- Task item
Return the lines below exactly as they appear, please, starting with the first and ending with the one that contains "no error ever".

(Records from a data collection)
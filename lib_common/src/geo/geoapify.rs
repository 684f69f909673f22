//! # Geoapify Client
//!
//! Thin adapter over the Geoapify geocoding and routing APIs.
//!
//! ## Key Design Principles:
//! - **Soft failures**: both operations return `Option`; no error ever
//!   crosses this boundary. A failed call simply means no coordinates (or no
//!   route) this time around.
//! - **Bounded timeouts**: a single shared `reqwest::Client` carries an 8
//!   second request timeout, so no call site can stall indefinitely.
//! - **No retries**: callers that poll (the tracking stream) implicitly retry
//!   on their next cycle; one-shot callers surface the miss to the client.

use std::time::Duration;

use serde::{Deserialize, Serialize};
use tracing::debug;

/// Request timeout applied to every Geoapify call.
const REQUEST_TIMEOUT: Duration = Duration::from_secs(8);

const GEOCODE_URL: &str = "https://api.geoapify.com/v1/geocode/search";
const ROUTING_URL: &str = "https://api.geoapify.com/v1/routing";

/// A WGS84 coordinate pair.
#[derive(Debug, Clone, Copy, PartialEq, Serialize, Deserialize)]
pub struct Coordinates {
    /// Latitude in decimal degrees.
    pub lat: f64,
    /// Longitude in decimal degrees.
    pub lon: f64,
}

/// Distance and ETA between two coordinate pairs, as reported by the
/// routing API and normalized for client consumption.
#[derive(Debug, Clone, Copy, PartialEq, Serialize, Deserialize)]
pub struct RouteDetails {
    /// Driving distance in kilometers, rounded to 2 decimals.
    pub distance_km: f64,
    /// Estimated travel time in whole minutes, never less than 1.
    pub eta_minutes: i64,
}

/// Seam for the tracking engine: anything that can resolve free-text
/// locations and routes. `GeoapifyClient` is the production implementation;
/// tests substitute counting doubles.
#[allow(async_fn_in_trait)]
pub trait GeoResolver {
    /// Resolves a free-text location to coordinates. `None` on any failure
    /// or when the provider returns no match.
    async fn geocode(&self, location: &str) -> Option<Coordinates>;

    /// Resolves driving distance and ETA between two coordinate pairs.
    async fn route(&self, origin: Coordinates, dest: Coordinates) -> Option<RouteDetails>;
}

/// # Geoapify Client
///
/// Shared HTTP client for the Geoapify APIs. Cheap to clone; the underlying
/// `reqwest::Client` is reference-counted.
#[derive(Clone)]
pub struct GeoapifyClient {
    client: reqwest::Client,
    api_key: String,
}

impl GeoapifyClient {
    /// Creates a client with the shared request timeout.
    pub fn new(api_key: String) -> Self {
        Self {
            client: reqwest::Client::builder()
                .timeout(REQUEST_TIMEOUT)
                .build()
                .unwrap_or_default(), // Fallback to a default client if builder fails.
            api_key,
        }
    }

    async fn fetch_features(&self, url: &str, query: &[(&str, &str)]) -> Option<FeatureCollection> {
        let response = match self
            .client
            .get(url)
            .query(query)
            .query(&[("apiKey", self.api_key.as_str())])
            .send()
            .await
        {
            Ok(r) => r,
            Err(e) => {
                debug!("Geoapify request to {url} failed: {e}");
                return None;
            }
        };

        if !response.status().is_success() {
            debug!("Geoapify request to {url} returned {}", response.status());
            return None;
        }

        match response.json::<FeatureCollection>().await {
            Ok(fc) => Some(fc),
            Err(e) => {
                debug!("Geoapify response from {url} was malformed: {e}");
                None
            }
        }
    }
}

impl GeoResolver for GeoapifyClient {
    async fn geocode(&self, location: &str) -> Option<Coordinates> {
        if location.is_empty() {
            return None;
        }
        let fc = self.fetch_features(GEOCODE_URL, &[("text", location)]).await?;
        coordinates_from(&fc)
    }

    async fn route(&self, origin: Coordinates, dest: Coordinates) -> Option<RouteDetails> {
        // Geoapify expects waypoints as lat,lon pairs separated by '|'.
        let waypoints = format!("{},{}|{},{}", origin.lat, origin.lon, dest.lat, dest.lon);
        let fc = self
            .fetch_features(ROUTING_URL, &[("waypoints", waypoints.as_str()), ("mode", "drive")])
            .await?;
        route_from(&fc)
    }
}

// --- Response models -------------------------------------------------------

#[derive(Debug, Deserialize)]
pub(crate) struct FeatureCollection {
    #[serde(default)]
    features: Vec<Feature>,
}

#[derive(Debug, Deserialize)]
struct Feature {
    geometry: Option<Geometry>,
    properties: Option<RouteProperties>,
}

#[derive(Debug, Deserialize)]
struct Geometry {
    /// GeoJSON order: [lon, lat].
    #[serde(default)]
    coordinates: Vec<f64>,
}

#[derive(Debug, Deserialize)]
struct RouteProperties {
    /// Route length in meters.
    distance: Option<f64>,
    /// Travel time in seconds.
    time: Option<f64>,
}

/// Extracts the first feature's coordinates from a geocoding response.
pub(crate) fn coordinates_from(fc: &FeatureCollection) -> Option<Coordinates> {
    let geometry = fc.features.first()?.geometry.as_ref()?;
    match geometry.coordinates.as_slice() {
        [lon, lat, ..] => Some(Coordinates { lat: *lat, lon: *lon }),
        _ => None,
    }
}

/// Extracts distance/ETA from a routing response and applies the
/// normalization rules: kilometers rounded to 2 decimals, minutes floored
/// but never below 1.
pub(crate) fn route_from(fc: &FeatureCollection) -> Option<RouteDetails> {
    let properties = fc.features.first()?.properties.as_ref()?;
    let meters = properties.distance?;
    let seconds = properties.time?;
    Some(RouteDetails {
        distance_km: round_km(meters),
        eta_minutes: eta_minutes(seconds),
    })
}

/// meters / 1000, rounded to 2 decimals.
pub(crate) fn round_km(meters: f64) -> f64 {
    (meters / 1000.0 * 100.0).round() / 100.0
}

/// seconds / 60, truncated, floored at 1 minute so very short routes never
/// report zero.
pub(crate) fn eta_minutes(seconds: f64) -> i64 {
    ((seconds / 60.0) as i64).max(1)
}

#[cfg(test)]
mod tests {
    use super::*;

    fn parse(json: &str) -> FeatureCollection {
        serde_json::from_str(json).expect("fixture should parse")
    }

    #[test]
    fn geocode_response_yields_lat_lon() {
        let fc = parse(
            r#"{"features":[{"geometry":{"coordinates":[36.8219,-1.2921]},
                "properties":{}}]}"#,
        );
        let coords = coordinates_from(&fc).unwrap();
        assert_eq!(coords.lon, 36.8219);
        assert_eq!(coords.lat, -1.2921);
    }

    #[test]
    fn empty_feature_list_is_a_soft_failure() {
        let fc = parse(r#"{"features":[]}"#);
        assert!(coordinates_from(&fc).is_none());
        assert!(route_from(&fc).is_none());
    }

    #[test]
    fn missing_geometry_is_a_soft_failure() {
        let fc = parse(r#"{"features":[{"properties":{"distance":1200.0}}]}"#);
        assert!(coordinates_from(&fc).is_none());
    }

    #[test]
    fn route_distance_is_rounded_to_two_decimals() {
        let fc = parse(
            r#"{"features":[{"properties":{"distance":12341.0,"time":600.0}}]}"#,
        );
        let route = route_from(&fc).unwrap();
        assert_eq!(route.distance_km, 12.34);
        assert_eq!(route.eta_minutes, 10);
    }

    #[test]
    fn eta_never_reports_zero_minutes() {
        let fc = parse(r#"{"features":[{"properties":{"distance":50.0,"time":10.0}}]}"#);
        assert_eq!(route_from(&fc).unwrap().eta_minutes, 1);
    }

    #[test]
    fn eta_is_truncated_not_rounded() {
        assert_eq!(eta_minutes(119.0), 1);
        assert_eq!(eta_minutes(120.0), 2);
        assert_eq!(eta_minutes(179.9), 2);
    }
}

- Solution below
filename lib_common/src/geo/geoapify.rs
repository 684f69f909673f22
//! # Geoapify Client
//!
//! Thin adapter over the Geoapify geocoding and routing APIs.
//!
//! ## Key Design Principles:
//! - **Soft failures**: both operations return `Option`; no error ever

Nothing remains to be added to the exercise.